Exercise goal:
Write out once more the lines running from the top of the entries below to the line with "call (prefix stripped)", both ends included.

Listed entries:

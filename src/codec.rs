//! Link codec
//!
//! A navigation link is `<plugin_url>?action=<name>&<key>=<value>...`.
//! The action travels beside the parameters, never inside the state. State
//! fields that are forwarded to the Content API carry a `_` prefix so they
//! cannot collide with parameters the host shell reserves for itself
//! (`action`, `update_listing`).
//!
//! `decode(&encode(&state, &Overrides::new()))` always yields `state` again.

use std::collections::BTreeMap;
use std::fmt;
use std::str::FromStr;

use crate::error::{NavError, Result};
use crate::models::{Category, NavigationState, PlayTarget, SearchMode};

/// Serialized link parameters (sorted, so encoding is stable)
pub type LinkParams = BTreeMap<String, String>;

/// Arguments forwarded to a Content API call (prefix stripped)
pub type ApiQuery = BTreeMap<String, String>;

const INTERNAL_PREFIX: char = '_';
const ACTION_KEY: &str = "action";
const TRUE: &str = "True";

/// Host parameter asking the shell to replace the current screen
pub const UPDATE_LISTING_KEY: &str = "update_listing";

// =============================================================================
// Actions
// =============================================================================

/// Named entry points a link can activate
#[derive(Debug, Clone, Copy, PartialEq, Eq, Hash)]
pub enum Action {
    Root,
    ListVideos,
    Search,
    SearchCategory,
    SearchHistory,
    SelectCategory,
    SelectGenre,
    SelectLang,
    Play,
}

impl Action {
    pub const ALL: [Action; 9] = [
        Action::Root,
        Action::ListVideos,
        Action::Search,
        Action::SearchCategory,
        Action::SearchHistory,
        Action::SelectCategory,
        Action::SelectGenre,
        Action::SelectLang,
        Action::Play,
    ];

    pub fn as_str(&self) -> &'static str {
        match self {
            Action::Root => "root",
            Action::ListVideos => "list_videos",
            Action::Search => "search",
            Action::SearchCategory => "search_category",
            Action::SearchHistory => "search_history",
            Action::SelectCategory => "select_category",
            Action::SelectGenre => "select_genre",
            Action::SelectLang => "select_lang",
            Action::Play => "play",
        }
    }
}

impl fmt::Display for Action {
    fn fmt(&self, f: &mut fmt::Formatter<'_>) -> fmt::Result {
        f.write_str(self.as_str())
    }
}

impl FromStr for Action {
    type Err = NavError;

    fn from_str(s: &str) -> Result<Self> {
        Action::ALL
            .into_iter()
            .find(|a| a.as_str() == s)
            .ok_or_else(|| NavError::UnknownAction(s.to_string()))
    }
}

// =============================================================================
// Links
// =============================================================================

/// Action plus its parameters
#[derive(Debug, Clone, PartialEq, Eq)]
pub struct Link {
    pub action: Action,
    pub params: LinkParams,
}

impl Link {
    pub fn new(action: Action, params: LinkParams) -> Self {
        Self { action, params }
    }

    /// Link without parameters
    pub fn bare(action: Action) -> Self {
        Self::new(action, LinkParams::new())
    }

    /// Listing link for a navigation state
    pub fn listing(state: &NavigationState) -> Self {
        Self::new(Action::ListVideos, encode(state, &Overrides::new()))
    }

    pub fn with_param(mut self, key: impl Into<String>, value: impl Into<String>) -> Self {
        self.params.insert(key.into(), value.into());
        self
    }

    /// Mark the link as replacing the current screen
    pub fn replacing(self) -> Self {
        self.with_param(UPDATE_LISTING_KEY, TRUE)
    }

    /// Whether a boolean host parameter is set (`True`)
    pub fn flag(&self, key: &str) -> bool {
        self.params.get(key).is_some_and(|v| v == TRUE)
    }

    /// Render as an opaque URL under `base`
    pub fn to_url(&self, base: &str) -> String {
        let mut url = format!("{}?{}={}", base, ACTION_KEY, self.action);
        for (key, value) in &self.params {
            url.push('&');
            url.push_str(&urlencoding::encode(key));
            url.push('=');
            url.push_str(&urlencoding::encode(value));
        }
        url
    }

    /// Parse a URL produced by [`Link::to_url`]. A bare query string is
    /// accepted too; a missing action means the root screen.
    pub fn parse(url: &str) -> Result<Self> {
        let query = match url.split_once('?') {
            Some((_, query)) => query,
            None if url.contains('=') => url,
            None => "",
        };

        let mut action = Action::Root;
        let mut params = LinkParams::new();
        for pair in query.split('&').filter(|p| !p.is_empty()) {
            let (key, value) = pair.split_once('=').unwrap_or((pair, ""));
            let key = decode_component(key);
            let value = decode_component(value);
            if key == ACTION_KEY {
                action = value.parse()?;
            } else {
                params.insert(key, value);
            }
        }
        Ok(Self { action, params })
    }
}

fn decode_component(raw: &str) -> String {
    let raw = raw.replace('+', " ");
    urlencoding::decode(&raw)
        .map(|s| s.into_owned())
        .unwrap_or(raw)
}

// =============================================================================
// State Fields
// =============================================================================

/// Serializable field of a [`NavigationState`]
#[derive(Debug, Clone, Copy, PartialEq, Eq, Hash)]
pub enum Field {
    Category,
    Page,
    Keyword,
    CategoryFilter,
    GenreFilter,
    LangFilter,
    SeriesId,
    Season,
    ItemId,
    SearchMode,
}

impl Field {
    pub fn key(&self) -> &'static str {
        match self {
            Field::Category => "cat",
            Field::Page => "_page",
            Field::Keyword => "_keyword",
            Field::CategoryFilter => "_category",
            Field::GenreFilter => "_genre",
            Field::LangFilter => "_lang",
            Field::SeriesId => "_tvserie_id",
            Field::Season => "_season",
            Field::ItemId => "_id",
            Field::SearchMode => "usearch",
        }
    }
}

/// Partial replacement applied while encoding.
///
/// `set` replaces a field, `remove` deletes it from the output entirely.
#[derive(Debug, Clone, Default, PartialEq, Eq)]
pub struct Overrides(Vec<(Field, Option<String>)>);

impl Overrides {
    pub fn new() -> Self {
        Self::default()
    }

    pub fn set(mut self, field: Field, value: impl Into<String>) -> Self {
        self.0.push((field, Some(value.into())));
        self
    }

    pub fn remove(mut self, field: Field) -> Self {
        self.0.push((field, None));
        self
    }

    /// `set` for `Some`, `remove` for `None`
    pub fn apply(self, field: Field, value: Option<String>) -> Self {
        match value {
            Some(value) => self.set(field, value),
            None => self.remove(field),
        }
    }
}

/// Serialize a state, then apply overrides in order
pub fn encode(state: &NavigationState, overrides: &Overrides) -> LinkParams {
    let mut params = LinkParams::new();
    params.insert(Field::Category.key().into(), state.category.as_str().into());
    if state.page != 1 {
        params.insert(Field::Page.key().into(), state.page.to_string());
    }

    let optional = [
        (Field::Keyword, &state.keyword),
        (Field::CategoryFilter, &state.category_filter),
        (Field::GenreFilter, &state.genre_filter),
        (Field::LangFilter, &state.lang_filter),
        (Field::SeriesId, &state.series_id),
        (Field::Season, &state.season),
        (Field::ItemId, &state.item_id),
    ];
    for (field, value) in optional {
        if let Some(value) = value {
            params.insert(field.key().into(), value.clone());
        }
    }

    if state.search_mode == SearchMode::Alternate {
        params.insert(Field::SearchMode.key().into(), TRUE.into());
    }

    for (field, value) in &overrides.0 {
        match value {
            Some(value) => params.insert(field.key().into(), value.clone()),
            None => params.remove(field.key()),
        };
    }
    params
}

/// Rebuild a state from link parameters. Unknown keys are ignored; a
/// missing or unparsable page means page 1.
pub fn decode(params: &LinkParams) -> Result<NavigationState> {
    let category: Category = params
        .get(Field::Category.key())
        .ok_or(NavError::MissingParameter("cat"))?
        .parse()?;

    let page = params
        .get(Field::Page.key())
        .and_then(|p| p.parse::<u32>().ok())
        .filter(|p| *p > 0)
        .unwrap_or(1);

    let text = |field: Field| params.get(field.key()).cloned();

    let search_mode = if params.get(Field::SearchMode.key()).is_some_and(|v| v == TRUE) {
        SearchMode::Alternate
    } else {
        SearchMode::Normal
    };

    Ok(NavigationState {
        category,
        page,
        keyword: text(Field::Keyword),
        category_filter: text(Field::CategoryFilter),
        genre_filter: text(Field::GenreFilter),
        lang_filter: text(Field::LangFilter),
        series_id: text(Field::SeriesId),
        season: text(Field::Season),
        item_id: text(Field::ItemId),
        search_mode,
    })
}

/// The Content API arguments for a state: its `_` fields, prefix stripped
pub fn api_query(state: &NavigationState) -> ApiQuery {
    encode(state, &Overrides::new())
        .into_iter()
        .filter_map(|(key, value)| {
            key.strip_prefix(INTERNAL_PREFIX)
                .map(|stripped| (stripped.to_string(), value))
        })
        .collect()
}

// =============================================================================
// Search and Play Parameters
// =============================================================================

const SEARCH_KEYWORD_KEY: &str = "keyword";

/// Parameters of the global `search` action
#[derive(Debug, Clone, Default, PartialEq, Eq)]
pub struct SearchQuery {
    pub keyword: Option<String>,
    pub mode: SearchMode,
}

impl SearchQuery {
    pub fn new(keyword: impl Into<String>) -> Self {
        Self {
            keyword: Some(keyword.into()),
            mode: SearchMode::Normal,
        }
    }

    pub fn decode(params: &LinkParams) -> Self {
        let mode = if params.get(Field::SearchMode.key()).is_some_and(|v| v == TRUE) {
            SearchMode::Alternate
        } else {
            SearchMode::Normal
        };
        Self {
            keyword: params
                .get(SEARCH_KEYWORD_KEY)
                .filter(|k| !k.is_empty())
                .cloned(),
            mode,
        }
    }

    pub fn encode(&self) -> LinkParams {
        let mut params = LinkParams::new();
        if let Some(keyword) = &self.keyword {
            params.insert(SEARCH_KEYWORD_KEY.into(), keyword.clone());
        }
        if self.mode == SearchMode::Alternate {
            params.insert(Field::SearchMode.key().into(), TRUE.into());
        }
        params
    }

    pub fn link(&self) -> Link {
        Link::new(Action::Search, self.encode())
    }
}

const PLAY_TYPE_KEY: &str = "_type";

/// Encode the parameters of a `play` link
pub fn encode_play(target: &PlayTarget) -> LinkParams {
    let mut params = LinkParams::new();
    params.insert(PLAY_TYPE_KEY.into(), target.kind.clone());
    params.insert(Field::ItemId.key().into(), target.id.clone());
    if let Some(series) = &target.tvserie_id {
        params.insert(Field::SeriesId.key().into(), series.clone());
    }
    if let Some(season) = &target.season {
        params.insert(Field::Season.key().into(), season.clone());
    }
    params
}

/// Decode the parameters of a `play` link
pub fn decode_play(params: &LinkParams) -> Result<PlayTarget> {
    Ok(PlayTarget {
        kind: params
            .get(PLAY_TYPE_KEY)
            .cloned()
            .ok_or(NavError::MissingParameter("_type"))?,
        id: params
            .get(Field::ItemId.key())
            .cloned()
            .ok_or(NavError::MissingParameter("_id"))?,
        tvserie_id: params.get(Field::SeriesId.key()).cloned(),
        season: params.get(Field::Season.key()).cloned(),
    })
}

// =============================================================================
// Tests
// =============================================================================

Exercise answer:
filename src/codec.rs
//! Link codec
//!
//! A navigation link is `<plugin_url>?action=<name>&<key>=<value>...`.
//! The action travels beside the parameters, never inside the state. State
//! fields that are forwarded to the Content API carry a `_` prefix so they
//! cannot collide with parameters the host shell reserves for itself
//! (`action`, `update_listing`).
//!
//! `decode(&encode(&state, &Overrides::new()))` always yields `state` again.

use std::collections::BTreeMap;
use std::fmt;
use std::str::FromStr;

use crate::error::{NavError, Result};
use crate::models::{Category, NavigationState, PlayTarget, SearchMode};

/// Serialized link parameters (sorted, so encoding is stable)
pub type LinkParams = BTreeMap<String, String>;

/// Arguments forwarded to a Content API call (prefix stripped)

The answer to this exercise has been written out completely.